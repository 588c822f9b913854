//! Command execution primitives with consistent error handling.

use std::path::Path;
use std::process::{Output, Stdio};

use tokio::io::{AsyncBufReadExt, AsyncRead, BufReader};
use tokio::process::Command;
use tokio::task::JoinHandle;
use tokio_util::sync::CancellationToken;

use crate::error::{Error, Result};

/// Run a command in a specific directory.
///
/// Returns trimmed stdout if the command succeeds.
/// Returns an error with stderr (or stdout fallback) if it fails.
pub async fn run_in(dir: &Path, program: &str, args: &[&str], context: &str) -> Result<String> {
    let output = Command::new(program)
        .args(args)
        .current_dir(dir)
        .stdin(Stdio::null())
        .output()
        .await
        .map_err(|e| {
            Error::internal_io(
                format!("Failed to run {}: {}", context, e),
                Some(context.to_string()),
            )
        })?;

    require_success(&output, context)
}

/// Run a command in a directory, killing it if `cancel` fires first.
///
/// Returns `Ok(None)` on cancellation, `Ok(Some(stdout))` on success.
pub async fn run_in_cancellable(
    dir: &Path,
    program: &str,
    args: &[&str],
    context: &str,
    cancel: &CancellationToken,
) -> Result<Option<String>> {
    if cancel.is_cancelled() {
        return Ok(None);
    }

    // kill_on_drop reclaims the child when the select below drops the
    // output future on cancellation.
    let pending = Command::new(program)
        .args(args)
        .current_dir(dir)
        .stdin(Stdio::null())
        .kill_on_drop(true)
        .output();

    let output = tokio::select! {
        biased;
        () = cancel.cancelled() => return Ok(None),
        output = pending => output,
    };

    let output = output.map_err(|e| {
        Error::internal_io(
            format!("Failed to run {}: {}", context, e),
            Some(context.to_string()),
        )
    })?;

    require_success(&output, context).map(Some)
}

fn require_success(output: &Output, context: &str) -> Result<String> {
    if !output.status.success() {
        return Err(Error::internal_io(
            format!("{} failed: {}", context, error_text(output)),
            Some(context.to_string()),
        ));
    }

    Ok(String::from_utf8_lossy(&output.stdout).trim().to_string())
}

/// Extract error text from command output.
///
/// Prefers stderr, falls back to stdout if stderr is empty.
pub fn error_text(output: &Output) -> String {
    let stderr = String::from_utf8_lossy(&output.stderr);
    if !stderr.trim().is_empty() {
        stderr.trim().to_string()
    } else {
        String::from_utf8_lossy(&output.stdout).trim().to_string()
    }
}

/// Build `<shell> -c <command>` with piped output, ready to spawn.
pub fn shell_command(shell: &str, command: &str, dir: &Path) -> Command {
    let mut cmd = Command::new(shell);
    cmd.args(["-c", command])
        .current_dir(dir)
        .stdin(Stdio::null())
        .stdout(Stdio::piped())
        .stderr(Stdio::piped());
    cmd
}

/// Forward every line of a child stream into the log under the `deploy`
/// target. The task ends when the stream closes.
pub fn forward_lines<R>(reader: R, stream: &'static str, pid: u32) -> JoinHandle<()>
where
    R: AsyncRead + Unpin + Send + 'static,
{
    tokio::spawn(async move {
        let mut lines = BufReader::new(reader).lines();
        loop {
            match lines.next_line().await {
                Ok(Some(line)) => tracing::info!(target: "deploy", pid, stream, "{}", line),
                Ok(None) => break,
                Err(e) => {
                    tracing::warn!(pid, stream, error = %e, "Error reading deploy output");
                    break;
                }
            }
        }
    })
}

#####

TO DO:
Your task is to restate every record exactly.

RESULT BELOW:
repository 588c822f9b913854
//! Command execution primitives with consistent error handling.

use std::path::Path;
use std::process::{Output, Stdio};

use tokio::io::{AsyncBufReadExt, AsyncRead, BufReader};
use tokio::process::Command;
use tokio::task::JoinHandle;
use tokio_util::sync::CancellationToken;

use crate::error::{Error, Result};

/// Run a command in a specific directory.
///
/// Returns trimmed stdout if the command succeeds.
/// Returns an error with stderr (or stdout fallback) if it fails.
pub async fn run_in(dir: &Path, program: &str, args: &[&str], context: &str) -> Result<String> {
    let output = Command::new(program)
        .args(args)
        .current_dir(dir)
        .stdin(Stdio::null())
        .output()
        .await
        .map_err(|e| {
            Error::internal_io(
                format!("Failed to run {}: {}", context, e),
                Some(context.to_string()),
            )
        })?;

    require_success(&output, context)
}

/// Run a command in a directory, killing it if `cancel` fires first.
///
/// Returns `Ok(None)` on cancellation, `Ok(Some(stdout))` on success.
pub async fn run_in_cancellable(
    dir: &Path,
    program: &str,
    args: &[&str],
    context: &str,
    cancel: &CancellationToken,
) -> Result<Option<String>> {
    if cancel.is_cancelled() {
        return Ok(None);
    }

    // kill_on_drop reclaims the child when the select below drops the
    // output future on cancellation.
    let pending = Command::new(program)
        .args(args)
        .current_dir(dir)
        .stdin(Stdio::null())
        .kill_on_drop(true)
        .output();

    let output = tokio::select! {
        biased;
        () = cancel.cancelled() => return Ok(None),
        output = pending => output,
    };

    let output = output.map_err(|e| {
        Error::internal_io(
            format!("Failed to run {}: {}", context, e),
            Some(context.to_string()),
        )
    })?;

    require_success(&output, context).map(Some)
}

fn require_success(output: &Output, context: &str) -> Result<String> {
    if !output.status.success() {
        return Err(Error::internal_io(
            format!("{} failed: {}", context, error_text(output)),
            Some(context.to_string()),
        ));
    }

    Ok(String::from_utf8_lossy(&output.stdout).trim().to_string())
}

/// Extract error text from command output.
///
/// Prefers stderr, falls back to stdout if stderr is empty.
pub fn error_text(output: &Output) -> String {
    let stderr = String::from_utf8_lossy(&output.stderr);
    if !stderr.trim().is_empty() {
        stderr.trim().to_string()
    } else {
        String::from_utf8_lossy(&output.stdout).trim().to_string()
    }
}

/// Build `<shell> -c <command>` with piped output, ready to spawn.
pub fn shell_command(shell: &str, command: &str, dir: &Path) -> Command {
    let mut cmd = Command::new(shell);
    cmd.args(["-c", command])
        .current_dir(dir)
        .stdin(Stdio::null())
        .stdout(Stdio::piped())
        .stderr(Stdio::piped());
    cmd
}

/// Forward every line of a child stream into the log under the `deploy`
/// target. The task ends when the stream closes.
pub fn forward_lines<R>(reader: R, stream: &'static str, pid: u32) -> JoinHandle<()>
where
    R: AsyncRead + Unpin + Send + 'static,
{
    tokio::spawn(async move {
        let mut lines = BufReader::new(reader).lines();
        loop {
            match lines.next_line().await {
                Ok(Some(line)) => tracing::info!(target: "deploy", pid, stream, "{}", line),
                Ok(None) => break,
                Err(e) => {
                    tracing::warn!(pid, stream, error = %e, "Error reading deploy output");
                    break;
                }
            }
        }
    })
}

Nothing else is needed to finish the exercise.